[RECORD EXTRACTS Boundary: Start]
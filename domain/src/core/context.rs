//! Query context supplied alongside a query.

use serde::{Deserialize, Serialize};
use std::collections::BTreeMap;

/// Keys under which an uploaded artifact path may be supplied, in lookup order.
const FILE_KEYS: [&str; 3] = ["file_path", "uploaded_file", "pdf_path"];

/// Free-form `string → value` mapping that accompanies a query.
///
/// The orchestrator only interprets the uploaded-file keys; everything else
/// is passed through to the LLM selector and echoed in the response.
#[derive(Debug, Clone, Default, PartialEq, Serialize, Deserialize)]
#[serde(transparent)]
pub struct QueryContext(BTreeMap<String, serde_json::Value>);

impl QueryContext {
    pub fn new() -> Self {
        Self::default()
    }

    pub fn with(mut self, key: impl Into<String>, value: impl Into<serde_json::Value>) -> Self {
        self.insert(key, value);
        self
    }

    pub fn insert(&mut self, key: impl Into<String>, value: impl Into<serde_json::Value>) {
        self.0.insert(key.into(), value.into());
    }

    pub fn get(&self, key: &str) -> Option<&serde_json::Value> {
        self.0.get(key)
    }

    pub fn is_empty(&self) -> bool {
        self.0.is_empty()
    }

    pub fn iter(&self) -> impl Iterator<Item = (&String, &serde_json::Value)> {
        self.0.iter()
    }

    /// Path of a previously uploaded artifact, if one is referenced.
    pub fn uploaded_file(&self) -> Option<&str> {
        FILE_KEYS
            .iter()
            .filter_map(|key| self.0.get(*key).and_then(|v| v.as_str()))
            .map(str::trim)
            .find(|s| !s.is_empty())
    }
}

impl From<BTreeMap<String, serde_json::Value>> for QueryContext {
    fn from(map: BTreeMap<String, serde_json::Value>) -> Self {
        Self(map)
    }
}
[RECORD EXTRACTS Boundary: End]
▶ **WORK TASK**:
Copy out every line above where "artifact" is present.

▶ **RESULT**:
/// Keys under which an uploaded artifact path may be supplied, in lookup order.
    /// Path of a previously uploaded artifact, if one is referenced.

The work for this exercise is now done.